Supplied records:
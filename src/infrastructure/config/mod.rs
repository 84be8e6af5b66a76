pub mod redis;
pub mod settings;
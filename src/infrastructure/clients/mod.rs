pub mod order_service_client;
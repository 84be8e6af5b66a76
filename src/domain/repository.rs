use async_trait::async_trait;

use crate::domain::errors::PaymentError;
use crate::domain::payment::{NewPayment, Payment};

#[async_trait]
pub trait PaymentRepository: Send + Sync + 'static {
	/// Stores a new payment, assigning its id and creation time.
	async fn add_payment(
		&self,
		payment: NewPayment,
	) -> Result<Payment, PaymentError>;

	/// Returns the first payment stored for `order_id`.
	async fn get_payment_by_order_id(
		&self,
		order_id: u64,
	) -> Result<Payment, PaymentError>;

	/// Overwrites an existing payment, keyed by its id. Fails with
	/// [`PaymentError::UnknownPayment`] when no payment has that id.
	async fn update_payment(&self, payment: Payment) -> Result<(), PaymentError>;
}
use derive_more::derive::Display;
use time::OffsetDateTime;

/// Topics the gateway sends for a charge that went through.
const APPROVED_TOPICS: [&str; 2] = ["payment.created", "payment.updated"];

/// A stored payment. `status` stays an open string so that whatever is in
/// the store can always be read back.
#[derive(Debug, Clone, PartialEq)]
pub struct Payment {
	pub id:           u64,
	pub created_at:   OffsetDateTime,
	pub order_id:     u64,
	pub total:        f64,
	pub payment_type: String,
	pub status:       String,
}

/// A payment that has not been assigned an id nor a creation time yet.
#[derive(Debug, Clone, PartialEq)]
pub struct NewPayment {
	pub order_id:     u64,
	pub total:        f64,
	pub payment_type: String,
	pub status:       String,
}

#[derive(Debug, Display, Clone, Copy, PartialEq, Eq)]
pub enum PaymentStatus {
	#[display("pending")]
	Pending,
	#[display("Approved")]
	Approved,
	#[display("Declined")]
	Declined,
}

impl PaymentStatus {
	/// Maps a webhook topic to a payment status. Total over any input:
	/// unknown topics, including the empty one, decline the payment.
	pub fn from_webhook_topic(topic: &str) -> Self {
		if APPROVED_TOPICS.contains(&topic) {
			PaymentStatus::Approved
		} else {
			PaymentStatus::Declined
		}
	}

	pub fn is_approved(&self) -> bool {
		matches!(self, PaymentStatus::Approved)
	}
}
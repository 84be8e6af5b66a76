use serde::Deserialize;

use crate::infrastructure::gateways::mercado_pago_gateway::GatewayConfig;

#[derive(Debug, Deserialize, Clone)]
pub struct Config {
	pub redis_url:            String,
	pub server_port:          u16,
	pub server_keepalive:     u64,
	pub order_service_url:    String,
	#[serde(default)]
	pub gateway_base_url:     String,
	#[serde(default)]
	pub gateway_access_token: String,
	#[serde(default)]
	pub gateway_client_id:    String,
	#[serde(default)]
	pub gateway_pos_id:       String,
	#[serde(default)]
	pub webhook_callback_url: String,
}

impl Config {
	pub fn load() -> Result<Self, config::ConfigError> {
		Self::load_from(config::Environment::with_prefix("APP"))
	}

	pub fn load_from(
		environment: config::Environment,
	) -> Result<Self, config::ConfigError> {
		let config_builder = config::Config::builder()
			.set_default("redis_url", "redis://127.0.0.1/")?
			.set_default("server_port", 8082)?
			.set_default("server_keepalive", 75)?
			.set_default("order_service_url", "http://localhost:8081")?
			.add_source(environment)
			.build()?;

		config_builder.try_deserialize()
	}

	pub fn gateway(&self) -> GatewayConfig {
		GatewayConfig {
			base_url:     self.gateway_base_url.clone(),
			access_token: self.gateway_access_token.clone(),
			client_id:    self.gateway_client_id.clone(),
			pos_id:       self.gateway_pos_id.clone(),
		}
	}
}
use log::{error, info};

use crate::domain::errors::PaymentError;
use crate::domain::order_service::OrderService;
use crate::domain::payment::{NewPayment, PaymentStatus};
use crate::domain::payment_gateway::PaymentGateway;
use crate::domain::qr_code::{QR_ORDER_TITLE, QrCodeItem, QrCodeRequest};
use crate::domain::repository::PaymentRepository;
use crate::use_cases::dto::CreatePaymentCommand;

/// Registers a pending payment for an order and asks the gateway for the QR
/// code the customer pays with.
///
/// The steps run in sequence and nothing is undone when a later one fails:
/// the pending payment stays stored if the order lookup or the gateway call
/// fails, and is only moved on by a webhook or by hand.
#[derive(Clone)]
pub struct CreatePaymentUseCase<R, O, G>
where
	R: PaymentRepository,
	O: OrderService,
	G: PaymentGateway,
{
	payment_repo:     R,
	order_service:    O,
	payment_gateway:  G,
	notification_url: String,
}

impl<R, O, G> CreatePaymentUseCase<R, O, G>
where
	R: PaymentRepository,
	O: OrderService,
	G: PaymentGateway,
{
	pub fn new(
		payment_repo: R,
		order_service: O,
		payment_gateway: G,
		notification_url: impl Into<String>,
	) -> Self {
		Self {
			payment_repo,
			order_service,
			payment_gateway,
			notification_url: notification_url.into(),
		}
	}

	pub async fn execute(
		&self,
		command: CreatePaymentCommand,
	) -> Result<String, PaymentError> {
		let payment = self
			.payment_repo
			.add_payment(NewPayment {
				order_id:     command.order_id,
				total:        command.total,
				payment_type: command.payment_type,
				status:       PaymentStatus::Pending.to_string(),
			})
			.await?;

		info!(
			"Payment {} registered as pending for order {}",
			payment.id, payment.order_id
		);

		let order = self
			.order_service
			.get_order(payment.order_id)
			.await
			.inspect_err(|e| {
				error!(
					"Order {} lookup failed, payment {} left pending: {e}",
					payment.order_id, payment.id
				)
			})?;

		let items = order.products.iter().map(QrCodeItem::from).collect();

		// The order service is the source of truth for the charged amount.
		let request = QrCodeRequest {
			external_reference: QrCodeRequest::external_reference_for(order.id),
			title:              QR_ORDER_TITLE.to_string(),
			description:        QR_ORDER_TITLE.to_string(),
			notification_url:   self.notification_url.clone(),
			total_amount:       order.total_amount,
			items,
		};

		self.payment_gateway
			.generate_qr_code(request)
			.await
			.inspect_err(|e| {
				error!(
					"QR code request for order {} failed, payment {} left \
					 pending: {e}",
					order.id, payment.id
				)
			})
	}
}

Problem statement: Please count how many lines of the material above include the string "Result", then give that number alone.

Your response: 6